## REQUIREMENT
Say how many lines below contain the word "NetworkListener". The number is the entire reply.

## PROVIDED DATA

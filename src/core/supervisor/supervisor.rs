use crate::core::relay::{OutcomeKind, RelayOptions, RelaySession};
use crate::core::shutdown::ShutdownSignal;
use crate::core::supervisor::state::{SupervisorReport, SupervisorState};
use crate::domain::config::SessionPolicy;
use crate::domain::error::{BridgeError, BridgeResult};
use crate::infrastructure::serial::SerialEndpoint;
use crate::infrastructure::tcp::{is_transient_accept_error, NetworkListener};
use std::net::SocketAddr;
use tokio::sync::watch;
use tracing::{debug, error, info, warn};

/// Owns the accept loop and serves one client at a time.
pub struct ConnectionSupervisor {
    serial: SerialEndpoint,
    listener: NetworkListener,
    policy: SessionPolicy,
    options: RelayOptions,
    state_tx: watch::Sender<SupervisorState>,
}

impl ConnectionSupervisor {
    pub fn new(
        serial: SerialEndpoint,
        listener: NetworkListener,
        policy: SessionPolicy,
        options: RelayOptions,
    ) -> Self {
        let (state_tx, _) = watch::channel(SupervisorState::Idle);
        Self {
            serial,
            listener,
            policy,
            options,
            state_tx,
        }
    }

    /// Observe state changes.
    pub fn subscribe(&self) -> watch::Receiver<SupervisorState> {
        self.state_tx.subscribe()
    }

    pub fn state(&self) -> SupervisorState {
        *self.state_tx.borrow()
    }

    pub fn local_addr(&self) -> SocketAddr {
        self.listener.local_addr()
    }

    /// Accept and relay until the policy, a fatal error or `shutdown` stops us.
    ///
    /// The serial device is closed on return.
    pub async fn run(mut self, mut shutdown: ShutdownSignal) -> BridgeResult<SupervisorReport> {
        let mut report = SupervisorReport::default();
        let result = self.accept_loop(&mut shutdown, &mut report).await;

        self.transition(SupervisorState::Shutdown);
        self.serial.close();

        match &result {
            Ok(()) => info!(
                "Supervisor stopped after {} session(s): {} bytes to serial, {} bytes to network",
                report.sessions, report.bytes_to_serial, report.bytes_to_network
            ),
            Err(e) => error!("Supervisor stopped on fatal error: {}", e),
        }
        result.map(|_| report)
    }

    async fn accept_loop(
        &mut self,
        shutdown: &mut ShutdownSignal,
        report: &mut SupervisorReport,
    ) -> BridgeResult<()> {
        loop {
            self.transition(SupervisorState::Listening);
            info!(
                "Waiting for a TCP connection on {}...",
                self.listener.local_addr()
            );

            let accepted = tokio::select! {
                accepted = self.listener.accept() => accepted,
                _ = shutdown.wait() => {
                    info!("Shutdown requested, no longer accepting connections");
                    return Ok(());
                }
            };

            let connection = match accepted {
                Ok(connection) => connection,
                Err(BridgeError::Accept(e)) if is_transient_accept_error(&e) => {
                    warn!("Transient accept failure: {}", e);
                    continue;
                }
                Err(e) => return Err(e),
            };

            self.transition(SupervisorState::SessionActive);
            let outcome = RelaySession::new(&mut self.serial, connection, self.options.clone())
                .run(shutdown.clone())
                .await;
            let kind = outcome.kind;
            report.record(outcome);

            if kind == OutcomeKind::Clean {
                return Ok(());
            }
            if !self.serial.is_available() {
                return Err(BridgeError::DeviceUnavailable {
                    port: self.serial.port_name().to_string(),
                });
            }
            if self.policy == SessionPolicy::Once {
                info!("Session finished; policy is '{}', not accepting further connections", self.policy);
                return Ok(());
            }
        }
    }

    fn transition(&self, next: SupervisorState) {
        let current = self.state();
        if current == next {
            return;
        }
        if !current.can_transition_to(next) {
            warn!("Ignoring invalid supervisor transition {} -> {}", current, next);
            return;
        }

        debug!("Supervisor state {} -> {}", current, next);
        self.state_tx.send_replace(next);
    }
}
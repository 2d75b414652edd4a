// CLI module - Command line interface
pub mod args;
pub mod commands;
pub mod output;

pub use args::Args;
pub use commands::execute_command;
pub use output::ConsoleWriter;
...
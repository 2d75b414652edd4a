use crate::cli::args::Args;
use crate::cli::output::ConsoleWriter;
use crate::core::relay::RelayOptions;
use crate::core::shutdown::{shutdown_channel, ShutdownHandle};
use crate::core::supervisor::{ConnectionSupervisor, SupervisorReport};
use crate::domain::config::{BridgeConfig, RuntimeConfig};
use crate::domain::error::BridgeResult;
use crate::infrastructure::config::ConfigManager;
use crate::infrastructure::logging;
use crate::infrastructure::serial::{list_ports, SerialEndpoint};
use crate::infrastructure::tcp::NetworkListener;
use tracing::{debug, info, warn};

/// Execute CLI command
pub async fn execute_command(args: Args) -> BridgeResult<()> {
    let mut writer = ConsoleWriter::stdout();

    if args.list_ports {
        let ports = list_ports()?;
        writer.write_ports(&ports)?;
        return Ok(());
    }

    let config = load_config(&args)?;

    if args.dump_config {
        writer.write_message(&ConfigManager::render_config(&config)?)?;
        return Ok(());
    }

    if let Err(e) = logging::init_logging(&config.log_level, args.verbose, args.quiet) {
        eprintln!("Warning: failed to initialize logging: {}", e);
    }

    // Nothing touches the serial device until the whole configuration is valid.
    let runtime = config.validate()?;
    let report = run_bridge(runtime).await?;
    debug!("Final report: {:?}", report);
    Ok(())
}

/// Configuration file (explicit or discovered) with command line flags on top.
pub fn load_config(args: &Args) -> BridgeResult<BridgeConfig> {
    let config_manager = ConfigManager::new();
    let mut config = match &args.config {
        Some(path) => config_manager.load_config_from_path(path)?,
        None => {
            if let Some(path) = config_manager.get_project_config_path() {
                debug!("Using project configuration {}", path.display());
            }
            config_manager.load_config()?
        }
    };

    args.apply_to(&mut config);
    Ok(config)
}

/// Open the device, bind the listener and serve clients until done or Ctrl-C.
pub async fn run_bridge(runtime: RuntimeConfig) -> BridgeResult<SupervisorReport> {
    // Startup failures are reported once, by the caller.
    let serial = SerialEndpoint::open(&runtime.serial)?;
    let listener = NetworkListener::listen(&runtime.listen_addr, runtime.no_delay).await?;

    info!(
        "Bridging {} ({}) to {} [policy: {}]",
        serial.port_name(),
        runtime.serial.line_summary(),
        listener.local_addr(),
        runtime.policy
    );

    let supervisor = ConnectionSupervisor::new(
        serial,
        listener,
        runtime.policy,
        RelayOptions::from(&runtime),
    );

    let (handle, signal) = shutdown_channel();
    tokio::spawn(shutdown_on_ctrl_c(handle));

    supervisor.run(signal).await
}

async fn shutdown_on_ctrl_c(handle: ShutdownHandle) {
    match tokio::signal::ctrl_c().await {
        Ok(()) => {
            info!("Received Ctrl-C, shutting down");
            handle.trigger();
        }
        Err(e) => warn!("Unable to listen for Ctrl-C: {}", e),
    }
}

## RESULT
5